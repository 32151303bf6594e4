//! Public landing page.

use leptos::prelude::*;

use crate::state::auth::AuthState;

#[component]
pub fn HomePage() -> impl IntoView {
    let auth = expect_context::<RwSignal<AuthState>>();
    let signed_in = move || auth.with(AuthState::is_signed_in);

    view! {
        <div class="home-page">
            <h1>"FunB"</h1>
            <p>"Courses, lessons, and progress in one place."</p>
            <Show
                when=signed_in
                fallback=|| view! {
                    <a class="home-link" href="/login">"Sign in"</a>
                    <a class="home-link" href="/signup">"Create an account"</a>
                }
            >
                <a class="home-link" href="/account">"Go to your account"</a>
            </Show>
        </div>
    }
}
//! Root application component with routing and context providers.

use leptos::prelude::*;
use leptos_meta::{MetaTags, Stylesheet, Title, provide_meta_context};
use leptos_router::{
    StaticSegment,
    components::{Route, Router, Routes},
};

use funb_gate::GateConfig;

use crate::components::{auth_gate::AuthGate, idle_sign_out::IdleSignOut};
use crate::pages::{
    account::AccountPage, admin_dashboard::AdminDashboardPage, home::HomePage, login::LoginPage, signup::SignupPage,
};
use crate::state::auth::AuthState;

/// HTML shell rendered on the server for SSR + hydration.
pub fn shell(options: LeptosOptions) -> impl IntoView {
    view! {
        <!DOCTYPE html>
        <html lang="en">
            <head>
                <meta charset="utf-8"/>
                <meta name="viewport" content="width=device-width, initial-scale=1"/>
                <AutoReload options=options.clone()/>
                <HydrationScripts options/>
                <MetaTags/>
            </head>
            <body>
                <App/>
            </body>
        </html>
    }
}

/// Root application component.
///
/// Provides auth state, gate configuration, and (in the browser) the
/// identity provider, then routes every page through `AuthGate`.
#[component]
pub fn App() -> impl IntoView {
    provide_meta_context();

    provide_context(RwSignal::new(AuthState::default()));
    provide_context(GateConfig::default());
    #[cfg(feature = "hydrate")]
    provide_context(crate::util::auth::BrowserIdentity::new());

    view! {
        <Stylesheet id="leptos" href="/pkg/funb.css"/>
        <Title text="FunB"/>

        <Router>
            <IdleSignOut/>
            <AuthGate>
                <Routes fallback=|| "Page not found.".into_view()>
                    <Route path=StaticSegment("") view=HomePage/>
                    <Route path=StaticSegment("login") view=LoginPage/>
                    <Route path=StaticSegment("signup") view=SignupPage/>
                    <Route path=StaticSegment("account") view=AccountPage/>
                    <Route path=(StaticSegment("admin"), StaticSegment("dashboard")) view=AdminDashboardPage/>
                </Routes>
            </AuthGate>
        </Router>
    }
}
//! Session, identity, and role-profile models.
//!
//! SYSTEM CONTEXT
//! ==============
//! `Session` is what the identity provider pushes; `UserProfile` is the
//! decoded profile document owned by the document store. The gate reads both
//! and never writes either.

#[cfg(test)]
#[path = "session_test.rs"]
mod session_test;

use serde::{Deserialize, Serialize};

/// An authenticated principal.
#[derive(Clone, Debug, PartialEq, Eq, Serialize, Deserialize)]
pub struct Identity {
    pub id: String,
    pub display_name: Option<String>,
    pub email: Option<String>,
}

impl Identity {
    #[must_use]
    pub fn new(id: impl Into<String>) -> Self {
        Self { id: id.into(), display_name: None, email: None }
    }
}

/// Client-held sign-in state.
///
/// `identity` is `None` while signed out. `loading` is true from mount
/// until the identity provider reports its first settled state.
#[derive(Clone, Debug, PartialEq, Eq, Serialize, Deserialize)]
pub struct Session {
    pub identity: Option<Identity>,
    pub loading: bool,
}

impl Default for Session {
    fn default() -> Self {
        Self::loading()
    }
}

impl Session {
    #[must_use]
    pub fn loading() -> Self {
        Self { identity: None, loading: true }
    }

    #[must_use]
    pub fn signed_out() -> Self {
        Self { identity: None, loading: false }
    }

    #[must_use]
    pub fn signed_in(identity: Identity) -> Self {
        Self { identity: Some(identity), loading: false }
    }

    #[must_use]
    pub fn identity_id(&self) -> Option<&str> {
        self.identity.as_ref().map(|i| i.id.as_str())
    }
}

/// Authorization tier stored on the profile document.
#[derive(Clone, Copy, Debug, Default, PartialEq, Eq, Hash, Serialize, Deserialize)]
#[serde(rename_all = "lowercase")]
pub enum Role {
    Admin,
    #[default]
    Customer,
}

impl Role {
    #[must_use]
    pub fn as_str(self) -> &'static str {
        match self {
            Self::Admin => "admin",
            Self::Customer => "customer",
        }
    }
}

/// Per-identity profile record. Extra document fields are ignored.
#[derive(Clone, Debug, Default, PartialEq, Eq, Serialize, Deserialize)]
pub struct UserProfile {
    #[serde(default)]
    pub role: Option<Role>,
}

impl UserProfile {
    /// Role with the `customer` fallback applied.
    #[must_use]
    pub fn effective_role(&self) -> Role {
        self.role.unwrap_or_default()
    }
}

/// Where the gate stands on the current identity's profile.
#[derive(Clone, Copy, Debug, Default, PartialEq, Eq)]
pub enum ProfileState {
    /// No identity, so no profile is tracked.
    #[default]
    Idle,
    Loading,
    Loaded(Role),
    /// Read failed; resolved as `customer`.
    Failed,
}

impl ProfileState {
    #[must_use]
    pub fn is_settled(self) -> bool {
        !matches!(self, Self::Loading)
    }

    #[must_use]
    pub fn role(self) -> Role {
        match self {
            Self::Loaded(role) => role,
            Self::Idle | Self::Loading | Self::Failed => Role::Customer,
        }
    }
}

---

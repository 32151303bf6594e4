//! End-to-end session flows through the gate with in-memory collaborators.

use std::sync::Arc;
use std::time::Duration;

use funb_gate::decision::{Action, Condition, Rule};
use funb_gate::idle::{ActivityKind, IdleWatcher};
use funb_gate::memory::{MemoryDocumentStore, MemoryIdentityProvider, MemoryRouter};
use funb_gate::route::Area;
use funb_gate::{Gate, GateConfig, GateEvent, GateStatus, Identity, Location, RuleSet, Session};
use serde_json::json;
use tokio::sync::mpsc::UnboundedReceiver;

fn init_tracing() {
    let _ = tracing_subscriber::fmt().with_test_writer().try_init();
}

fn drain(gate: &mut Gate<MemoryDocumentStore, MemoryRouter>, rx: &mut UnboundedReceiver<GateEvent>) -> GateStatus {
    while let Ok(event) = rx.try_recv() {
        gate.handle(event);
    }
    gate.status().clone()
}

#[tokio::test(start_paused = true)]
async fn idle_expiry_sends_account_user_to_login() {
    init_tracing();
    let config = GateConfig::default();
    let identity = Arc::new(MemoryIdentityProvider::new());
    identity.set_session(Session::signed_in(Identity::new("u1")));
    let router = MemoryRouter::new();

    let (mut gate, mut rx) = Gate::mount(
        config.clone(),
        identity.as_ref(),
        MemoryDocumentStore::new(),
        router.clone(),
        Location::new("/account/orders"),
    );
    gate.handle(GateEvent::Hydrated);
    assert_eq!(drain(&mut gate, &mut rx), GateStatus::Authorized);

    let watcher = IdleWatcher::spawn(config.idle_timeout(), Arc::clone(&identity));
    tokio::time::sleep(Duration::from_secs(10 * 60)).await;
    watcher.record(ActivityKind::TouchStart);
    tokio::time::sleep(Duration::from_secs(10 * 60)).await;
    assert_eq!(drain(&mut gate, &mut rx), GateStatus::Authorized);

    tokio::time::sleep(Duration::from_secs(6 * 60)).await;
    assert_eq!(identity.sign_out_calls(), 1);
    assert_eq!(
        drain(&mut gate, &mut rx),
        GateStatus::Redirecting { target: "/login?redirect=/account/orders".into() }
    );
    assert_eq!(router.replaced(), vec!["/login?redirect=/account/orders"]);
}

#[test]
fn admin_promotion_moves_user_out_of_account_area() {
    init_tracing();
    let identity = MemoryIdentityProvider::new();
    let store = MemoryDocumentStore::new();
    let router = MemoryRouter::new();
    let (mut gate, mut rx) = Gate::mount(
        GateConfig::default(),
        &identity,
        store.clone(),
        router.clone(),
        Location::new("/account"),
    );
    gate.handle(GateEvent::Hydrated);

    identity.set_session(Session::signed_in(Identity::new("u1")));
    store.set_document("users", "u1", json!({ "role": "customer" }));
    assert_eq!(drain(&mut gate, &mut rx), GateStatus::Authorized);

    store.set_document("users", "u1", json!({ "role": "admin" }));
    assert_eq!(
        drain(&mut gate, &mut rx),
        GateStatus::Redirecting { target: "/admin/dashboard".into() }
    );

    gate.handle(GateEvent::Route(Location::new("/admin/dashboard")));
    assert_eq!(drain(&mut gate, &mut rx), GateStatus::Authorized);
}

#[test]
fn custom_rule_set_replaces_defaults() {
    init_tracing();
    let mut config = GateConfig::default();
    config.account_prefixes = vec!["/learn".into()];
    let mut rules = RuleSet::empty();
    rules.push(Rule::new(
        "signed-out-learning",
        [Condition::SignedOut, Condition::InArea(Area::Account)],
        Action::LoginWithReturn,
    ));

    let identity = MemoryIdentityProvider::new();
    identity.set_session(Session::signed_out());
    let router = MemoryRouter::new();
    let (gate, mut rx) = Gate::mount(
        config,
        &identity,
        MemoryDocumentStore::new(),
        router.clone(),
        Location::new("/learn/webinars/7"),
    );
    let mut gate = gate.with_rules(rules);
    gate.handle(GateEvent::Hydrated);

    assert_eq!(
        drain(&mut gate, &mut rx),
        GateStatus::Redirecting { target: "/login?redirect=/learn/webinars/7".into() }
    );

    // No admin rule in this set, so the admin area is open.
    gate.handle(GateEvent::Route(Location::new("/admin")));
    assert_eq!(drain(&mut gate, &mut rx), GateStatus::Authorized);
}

**ASSIGNMENT**
Among the entries above, find the line with "pub fn effective_role(&self)" and the line with "Self::Idle | Self::Loading"; give again exactly these two lines and all lines between them.

**ANSWER BOX**
    pub fn effective_role(&self) -> Role {
        self.role.unwrap_or_default()
    }
}

/// Where the gate stands on the current identity's profile.
#[derive(Clone, Copy, Debug, Default, PartialEq, Eq)]
pub enum ProfileState {
    /// No identity, so no profile is tracked.
    #[default]
    Idle,
    Loading,
    Loaded(Role),
    /// Read failed; resolved as `customer`.
    Failed,
}

impl ProfileState {
    #[must_use]
    pub fn is_settled(self) -> bool {
        !matches!(self, Self::Loading)
    }

    #[must_use]
    pub fn role(self) -> Role {
        match self {
            Self::Loaded(role) => role,
            Self::Idle | Self::Loading | Self::Failed => Role::Customer,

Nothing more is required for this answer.